Heinz Otto Schild (1906–1984)
Another notable scientist who ultimately profited from the purge was Hans Otto Schild who came from Munich in 1937 to the Department of Pharmacology at University College, London. Schild pioneered the development of analytical pharmacology which compares pharmacological data with quantitative models and is employed to categorise drugs according to class and predict their mechanisms of action. The principles of analytical pharmacology continue to impact on drug discovery into the 21st century. Another of Schild’s most outstanding contributions was his development of the ‘Schild plot’, a now standard mathematical method for analysing the efficacy of a pharmacologic antagonist. 19
Hans Kosterlitz (1903–1996)
Another scientist sent into forced exile was Hans Kosterlitz who left Berlin in 1934 for Aberdeen, Scotland. Kosterlitz intended to work with JJR MacLeod who had returned home from Toronto following his co-discovery of insulin in collaboration with Frederick Banting and Charles Best. After MacLeod died, Kosterlitz eventually became head of the Department of Pharmacology at the age of 68. After he was forced to retire at 70, Kosterlitz continued his study of narcotic analgesics and opioid receptors and in 1975, together with John Hughes, he identified in brain the endogenous derivatives of morphine called encephalins. The discovery of opioid peptides as the body’s endogenous pain killers represents one of the great scientific achievements of the last half of the 20th century. 20
One cannot complete this brief survey without taking note of the fact that Hans Krebs (1900–1981), Ernst Chain (1906–1979) and Sir Bernard Katz (1911–2003) were three Jewish scientists who also left Germany and later won Nobel Prizes. 21 Krebs won the Nobel Prize in 1953 jointly with Fritz Lipmann (1899–1986), another German refugee, who settled in the United States, while Chain was awarded the Nobel Prize for his contribution to the discovery of penicillin. Sir Bernard Katz won the Nobel Prize in 1970 for his work on the chemical nature of synaptic transmission. So, British and American science profited greatly from the valuable human resources that Germany had so foolishly relinquished.
Fritz Haber (1868–1934)
At the other end of the spectrum, a glaring example of a German scientist who chose patriotism over religion was the chemist Fritz Haber. 22 In 1918 Haber won the Nobel Prize for developing the Haber–Bosch process which involves the catalytic formation of ammonia and is responsible for feeding much of the world’s population. However, this chemical reaction also proved very deleterious to mankind because it led Haber to oversee the production of chlorine and other deadly gases.

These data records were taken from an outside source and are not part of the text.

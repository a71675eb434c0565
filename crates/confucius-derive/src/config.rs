//! `#[derive(Config)]` implementation.
//!
//! # Generated items
//!
//! 1. `impl Field` - kind `Struct(name)`, never string-coercible, always set,
//!    decoded from a mapping field by field, walked field by field
//! 2. `impl Config` - marks the struct as loadable
//!
//! # Field-level attributes `#[conf(...)]`
//!
//! | Key | Example | Description |
//! |-----|---------|-------------|
//! | `name` | `name = "port"` | Alt name for the `conf` tag |
//! | `tag` | `tag(yaml = "port")` | Alt names for other tag keys |
//! | `required` | `required` | Field must be set after decode and env overlay |
//! | `validate` | `validate = "required"` | Same as `required` |
//! | `default` | `default = "8080"` | Literal applied when the field is unset |
//! | `flatten` | `flatten` | Promote nested fields into this record |
//! | `skip` | `skip` | Field is neither decoded nor walked |

use proc_macro2::TokenStream;
use quote::quote;
use syn::ext::IdentExt;
use syn::{
    Attribute, Data, DeriveInput, Field, Fields, Ident, LitStr, parse_quote, spanned::Spanned,
};

/// Tag key `name = "..."` declares an alt name for.
const DEFAULT_TAG: &str = "conf";

// ============================================================================
// Attribute structures
// ============================================================================

/// Per-field `#[conf(...)]` options.
#[derive(Default)]
struct FieldAttrs {
    names: Vec<(String, String)>,
    required: bool,
    default: Option<String>,
    flatten: bool,
    skip: bool,
}

/// A field that takes part in decoding and walking.
struct ConfigField<'a> {
    ident: &'a Ident,
    attrs: FieldAttrs,
}

// ============================================================================
// Entry point
// ============================================================================

pub fn derive_config(input: &DeriveInput) -> syn::Result<TokenStream> {
    let fields = match &input.data {
        Data::Struct(data) => match &data.fields {
            Fields::Named(named) => &named.named,
            _ => {
                return Err(syn::Error::new(
                    input.span(),
                    "Config can only be derived for structs with named fields",
                ));
            }
        },
        Data::Enum(_) => {
            return Err(syn::Error::new(
                input.span(),
                "Config does not support enums",
            ));
        }
        Data::Union(_) => {
            return Err(syn::Error::new(
                input.span(),
                "Config cannot be derived for unions",
            ));
        }
    };

    let mut config_fields = Vec::with_capacity(fields.len());
    for field in fields {
        let attrs = parse_field_attrs(&field.attrs)?;
        if attrs.skip {
            continue;
        }
        config_fields.push(ConfigField {
            ident: field_ident(field)?,
            attrs,
        });
    }

    Ok(generate_impl(input, &config_fields))
}

fn field_ident(field: &Field) -> syn::Result<&Ident> {
    field
        .ident
        .as_ref()
        .ok_or_else(|| syn::Error::new(field.span(), "expected a named field"))
}

// ============================================================================
// Attribute parsing
// ============================================================================

fn parse_field_attrs(attrs: &[Attribute]) -> syn::Result<FieldAttrs> {
    let mut out = FieldAttrs::default();

    for attr in attrs {
        if !attr.path().is_ident("conf") {
            continue;
        }

        attr.parse_nested_meta(|meta| {
            if meta.path.is_ident("name") {
                let name = meta.value()?.parse::<LitStr>()?.value();
                out.names.push((DEFAULT_TAG.to_string(), name));
            } else if meta.path.is_ident("tag") {
                meta.parse_nested_meta(|inner| {
                    let key = inner
                        .path
                        .get_ident()
                        .map(|ident| ident.unraw().to_string())
                        .ok_or_else(|| inner.error("expected a tag key such as `yaml`"))?;
                    let name = inner.value()?.parse::<LitStr>()?.value();
                    out.names.push((key, name));
                    Ok(())
                })?;
            } else if meta.path.is_ident("required") {
                out.required = true;
            } else if meta.path.is_ident("validate") {
                let rule = meta.value()?.parse::<LitStr>()?;
                if rule.value() != "required" {
                    return Err(syn::Error::new(
                        rule.span(),
                        "the only supported validation is \"required\"",
                    ));
                }
                out.required = true;
            } else if meta.path.is_ident("default") {
                out.default = Some(meta.value()?.parse::<LitStr>()?.value());
            } else if meta.path.is_ident("flatten") {
                out.flatten = true;
            } else if meta.path.is_ident("skip") {
                out.skip = true;
            } else {
                return Err(meta.error("unknown conf attribute"));
            }
            Ok(())
        })?;
    }

    Ok(out)
}

// ============================================================================
// Code generation
// ============================================================================

fn segment_tokens(field: &ConfigField<'_>) -> TokenStream {
    let ident = field.ident.unraw().to_string();
    let names = field.attrs.names.iter().map(|(tag, name)| quote! { (#tag, #name) });
    let flatten = field.attrs.flatten;
    quote! {
        ::confucius::__private::Segment {
            ident: #ident,
            names: &[#(#names),*],
            flatten: #flatten,
        }
    }
}

fn policy_tokens(field: &ConfigField<'_>) -> TokenStream {
    let required = field.attrs.required;
    let default = match &field.attrs.default {
        Some(value) => quote! { ::core::option::Option::Some(#value) },
        None => quote! { ::core::option::Option::None },
    };
    quote! { ::confucius::__private::Policy::from_annotations(#required, #default) }
}

fn generate_impl(input: &DeriveInput, fields: &[ConfigField<'_>]) -> TokenStream {
    let name = &input.ident;
    let name_str = name.unraw().to_string();

    let mut generics = input.generics.clone();
    for param in generics.type_params_mut() {
        param
            .bounds
            .push(parse_quote!(::confucius::__private::Field));
    }
    let (impl_generics, ty_generics, where_clause) = generics.split_for_impl();

    let idents: Vec<&Ident> = fields.iter().map(|f| f.ident).collect();
    let bindings: Vec<Ident> = (0..fields.len())
        .map(|i| Ident::new(&format!("__field{i}"), proc_macro2::Span::call_site()))
        .collect();
    let segments: Vec<TokenStream> = fields.iter().map(segment_tokens).collect();
    let policies: Vec<TokenStream> = fields.iter().map(policy_tokens).collect();

    quote! {
        impl #impl_generics ::confucius::__private::Field for #name #ty_generics #where_clause {
            fn kind() -> ::confucius::__private::Kind {
                ::confucius::__private::Kind::Struct(#name_str)
            }

            fn parse(
                _raw: &str,
                _coercer: &::confucius::__private::Coercer,
            ) -> ::core::result::Result<Self, ::confucius::__private::CoerceError> {
                ::core::result::Result::Err(::confucius::__private::CoerceError::Unsupported {
                    kind: <Self as ::confucius::__private::Field>::kind(),
                })
            }

            fn is_set(&self) -> bool {
                true
            }

            fn decode(
                &mut self,
                node: &::confucius::__private::JsonValue,
                cx: &mut ::confucius::__private::DecodeContext<'_>,
            ) -> ::core::result::Result<(), ::confucius::__private::DecodeError> {
                ::confucius::__private::decode_mapping(self, node, cx)
            }

            #[allow(unused_variables)]
            fn decode_map(
                &mut self,
                map: &::confucius::__private::Tree,
                cx: &mut ::confucius::__private::DecodeContext<'_>,
            ) -> ::core::result::Result<(), ::confucius::__private::DecodeError> {
                let Self { #(#idents: #bindings,)* .. } = self;
                #(
                    {
                        const SEGMENT: ::confucius::__private::Segment = #segments;
                        cx.field(map, &SEGMENT, #bindings)?;
                    }
                )*
                ::core::result::Result::Ok(())
            }

            #[allow(unused_variables)]
            fn visit<'__a>(
                &'__a mut self,
                walker: &mut ::confucius::__private::Walker<'__a>,
                path: &::confucius::__private::FieldPath,
                policy: ::confucius::__private::Policy,
            ) {
                walker.composite(path, policy, <Self as ::confucius::__private::Field>::kind(), true);
                let Self { #(#idents: #bindings,)* .. } = self;
                #(
                    {
                        const SEGMENT: ::confucius::__private::Segment = #segments;
                        let child = walker.child_path(path, &SEGMENT);
                        ::confucius::__private::Field::visit(#bindings, walker, &child, #policies);
                    }
                )*
            }
        }

        impl #impl_generics ::confucius::__private::Config for #name #ty_generics #where_clause {}
    }
}
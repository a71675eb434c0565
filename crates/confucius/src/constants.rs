//! Centralized constants for the confucius loader.
//!
//! This module contains the default values a `ConfigLoader` starts from so the
//! builder, the CLI and the tests agree on them.

// =============================================================================
// File Lookup Defaults
// =============================================================================

/// Default filename of the configuration file searched for.
pub const DEFAULT_FILENAME: &str = "config.yaml";

/// Default directory searched for the configuration file.
pub const DEFAULT_DIR: &str = ".";

// =============================================================================
// Field Metadata Defaults
// =============================================================================

/// Default tag key whose alt names are used for field paths.
///
/// Alt names for this key are declared with `#[conf(name = "...")]`.
pub const DEFAULT_TAG: &str = "conf";

// =============================================================================
// Profiles
// =============================================================================

/// Default profile filename layout.
///
/// `config` is replaced by the primary file's stem, `test` by the profile name
/// and `yaml` by the primary file's extension, e.g. `server.prod.json`.
pub const DEFAULT_PROFILE_LAYOUT: &str = "config.test.yaml";

/// Layout token standing for the primary file's stem.
pub const PROFILE_TOKEN_BASE: &str = "config";

/// Layout token standing for the profile name.
pub const PROFILE_TOKEN_PROFILE: &str = "test";

/// Layout token standing for the primary file's extension.
pub const PROFILE_TOKEN_EXTENSION: &str = "yaml";

// =============================================================================
// Environment
// =============================================================================

/// Environment variable that disables `.env` loading when set to `1` or `true`.
pub const DOTENV_DISABLED_VAR: &str = "DOTENV_DISABLED";
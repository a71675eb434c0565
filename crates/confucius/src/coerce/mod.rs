//! Type-directed string coercion.
//!
//! Responsibilities:
//! - Convert one raw string into one destination leaf's native type.
//! - Hold the settings coercion depends on (the timestamp layout).
//! - Describe every coercion failure with the offending value.
//!
//! Does NOT handle:
//! - Deciding *when* a value is coerced (see `policy.rs`).
//! - Locating the destination inside a record (see `field/walker.rs`).
//!
//! Invariants:
//! - Coercion is purely syntactic; the origin of the string (file, default
//!   literal, environment) never changes how it is parsed.
//! - A failed coercion never mutates the destination: values are parsed into a
//!   fresh value first and only assigned on success.

pub mod duration;
pub mod sequence;
pub mod timestamp;

use std::num::{ParseFloatError, ParseIntError};

use thiserror::Error;

use crate::field::Kind;
pub use timestamp::TimeLayout;

/// Errors produced while converting a raw string into a field's type.
#[derive(Error, Debug)]
pub enum CoerceError {
    #[error("invalid boolean {value:?}")]
    Bool { value: String },

    #[error("invalid integer {value:?}: {source}")]
    Int {
        value: String,
        #[source]
        source: ParseIntError,
    },

    #[error("negative value {value:?} for an unsigned field")]
    Negative { value: String },

    #[error("invalid float {value:?}: {source}")]
    Float {
        value: String,
        #[source]
        source: ParseFloatError,
    },

    #[error("invalid duration {value:?}: {reason}")]
    Duration { value: String, reason: String },

    #[error("invalid timestamp {value:?} for layout {layout}: {source}")]
    Timestamp {
        value: String,
        layout: String,
        #[source]
        source: chrono::ParseError,
    },

    #[error("unsupported type: {kind}")]
    Unsupported { kind: Kind },

    #[error("element {index}: {source}")]
    Element {
        index: usize,
        #[source]
        source: Box<CoerceError>,
    },
}

/// Settings shared by every coercion of one load.
#[derive(Debug, Clone, Default)]
pub struct Coercer {
    time_layout: TimeLayout,
}

impl Coercer {
    pub fn new(time_layout: TimeLayout) -> Self {
        Self { time_layout }
    }

    /// Layout used for timestamp fields.
    pub fn time_layout(&self) -> &TimeLayout {
        &self.time_layout
    }
}

/// Parse a boolean literal.
///
/// Accepts `1`, `t`, `T`, `TRUE`, `true`, `True` and their false counterparts.
pub fn parse_bool(raw: &str) -> Result<bool, CoerceError> {
    match raw {
        "1" | "t" | "T" | "TRUE" | "true" | "True" => Ok(true),
        "0" | "f" | "F" | "FALSE" | "false" | "False" => Ok(false),
        _ => Err(CoerceError::Bool {
            value: raw.to_string(),
        }),
    }
}

/// Reject literals with a leading minus before an unsigned parse.
pub(crate) fn ensure_unsigned(raw: &str) -> Result<(), CoerceError> {
    if raw.starts_with('-') {
        return Err(CoerceError::Negative {
            value: raw.to_string(),
        });
    }
    Ok(())
}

Being an ardently patriotic German, Haber personally assisted in the release of war gases during World War I, despite its proscription by the Hague Convention. During the 1920s scientists working at Haber’s institute developed the cyanide gas Zyklon B. Originally used as an insecticide, this lethal weapon was employed subsequently at concentration camps to eradicate millions of so-called political prisoners during the 1940s. As a result, Haber had a profound influence on the German war effort by orchestrating two eras of gas warfare. 23
Although a convert to Catholicism, Haber had been born into a Jewish family and so he was forced to dissolve his institute. Subsequently he resigned his post at the Kaiser Wilhelm Institute in 1933 to become director of the Department of Physical Chemistry in Rehovot, Israel. However, Haber was never able to reconnect to his heritage; he died in Basel, Switzerland, in 1934. To honour Haber’s scientific contributions, in 1981 the Fritz Haber Center for Molecular Dynamics Research at the Hebrew University in Jerusalem was established to encourage research cooperation between Israel and Germany. The private collection of Fritz Haber is also included among the libraries of the Weizmann Institute. 24
Stances taken by non-Jewish scientists
Max Planck (1858–1947)
Unlike the stand taken by Otto Krayer, most non-Jewish scientists remaining in Germany not only failed to express their disfavour with the National Socialist Government but they also abandoned their basic principles in which science is viewed with impartiality and objectivity, and independently. The most notable exception was Max Planck, the so-called godfather of German science and the recipient of the Nobel Prize in 1919. 25
Unlike Albert Einstein’s sharply critical pronouncements about the political and racial policies of the National Socialists, Planck’s criticisms were more muted and directed toward preserving German science as he knew it. He even met with Hitler in a futile attempt to persuade him to curtail his actions against Jewish scientists. However, because of a resolute loyalty to his country, Planck did not leave Germany even after he was forced to dismiss the Jewish scientists working in his institute. But his escalating aversion to governmental policies eventually caused Planck to resign his position as president of the Kaiser Wilhelm Society in 1938. After World War II, when the institution was renamed the Max Planck Institute, he was appointed its head. However, Planck died shortly thereafter in 1947.
Marthe Vogt (1903–2003)
A few, including Marthe Vogt, were strident in expressing their anti-government views. 26 Born and educated in Germany, Vogt found the political situation to be intolerable and left Germany in 1935 for England. A Rockefeller Fellowship awardee, Vogt first worked with Henry Dale in London and then with EB Verney in Cambridge. During the first half of her fellowship, Vogt contributed to a classical study on chemical transmission with Dale and Feldberg in 1936 27 and went on to publish a series of papers with Verney on various aspects of hypertension. She employed a portion of these data to write up her thesis for the doctoral degree in pharmacology in 1938.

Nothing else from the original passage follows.